— Task goal —
Starting at the line with "Some(origin) => self", set down each line of the entries below through the last one, exactly as it stands.

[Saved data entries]
%%

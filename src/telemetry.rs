//! Telemetry utilities for dispatch timing.

use std::time::Instant;

/// Guard for timing a dispatch and recording metrics.
///
/// Records dispatch latency when dropped.
pub struct DispatchTimer {
    event: &'static str,
    start: Instant,
}

impl DispatchTimer {
    /// Start timing a dispatch. `event` is the metric label, so it must come
    /// from a bounded set (registered handler names).
    pub fn new(event: &'static str) -> Self {
        Self {
            event,
            start: Instant::now(),
        }
    }
}

impl Drop for DispatchTimer {
    fn drop(&mut self) {
        let duration = self.start.elapsed().as_secs_f64();
        crate::metrics::record_dispatch(self.event, duration);
    }
}

/// Standardized span constructors.
pub mod spans {
    use tracing::{Span, debug_span, info_span};

    /// Span for one client session.
    pub fn session(vhost: &str, token: &str, addr: Option<std::net::SocketAddr>) -> Span {
        match addr {
            Some(addr) => info_span!("session", vhost = %vhost, token = %token, addr = %addr),
            None => info_span!("session", vhost = %vhost, token = %token),
        }
    }

    /// Span for one dispatched event.
    pub fn dispatch(event: &str, token: &str) -> Span {
        debug_span!("dispatch", event = %event, token = %token)
    }
}
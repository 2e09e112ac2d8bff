//! Network listener configuration.

use serde::Deserialize;
use std::net::SocketAddr;

/// WebSocket listener configuration.
#[derive(Debug, Clone, Deserialize)]
pub struct ListenConfig {
    /// Address to bind to (e.g., "0.0.0.0:8080").
    pub address: SocketAddr,
    /// Allowed origins for CORS (e.g., `["https://example.com"]`).
    /// Empty list allows all origins; `"*"` matches any origin.
    #[serde(default)]
    pub allow_origins: Vec<String>,
}

impl ListenConfig {
    /// Listener on `address` accepting every origin.
    pub fn new(address: SocketAddr) -> Self {
        Self {
            address,
            allow_origins: Vec::new(),
        }
    }

    /// Check the `Origin` header of an upgrade request.
    ///
    /// A request without an `Origin` header is only accepted when no origin
    /// restriction is configured.
    pub fn origin_allowed(&self, origin: Option<&str>) -> bool {
        if self.allow_origins.is_empty() {
            return true;
        }
        match origin {
            Some(origin) => self
                .allow_origins
                .iter()
                .any(|a| a == "*" || a.eq_ignore_ascii_case(origin)),
            None => false,
        }
    }
}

%%

— Solution —
            Some(origin) => self
                .allow_origins
                .iter()
                .any(|a| a == "*" || a.eq_ignore_ascii_case(origin)),
            None => false,
        }
    }
}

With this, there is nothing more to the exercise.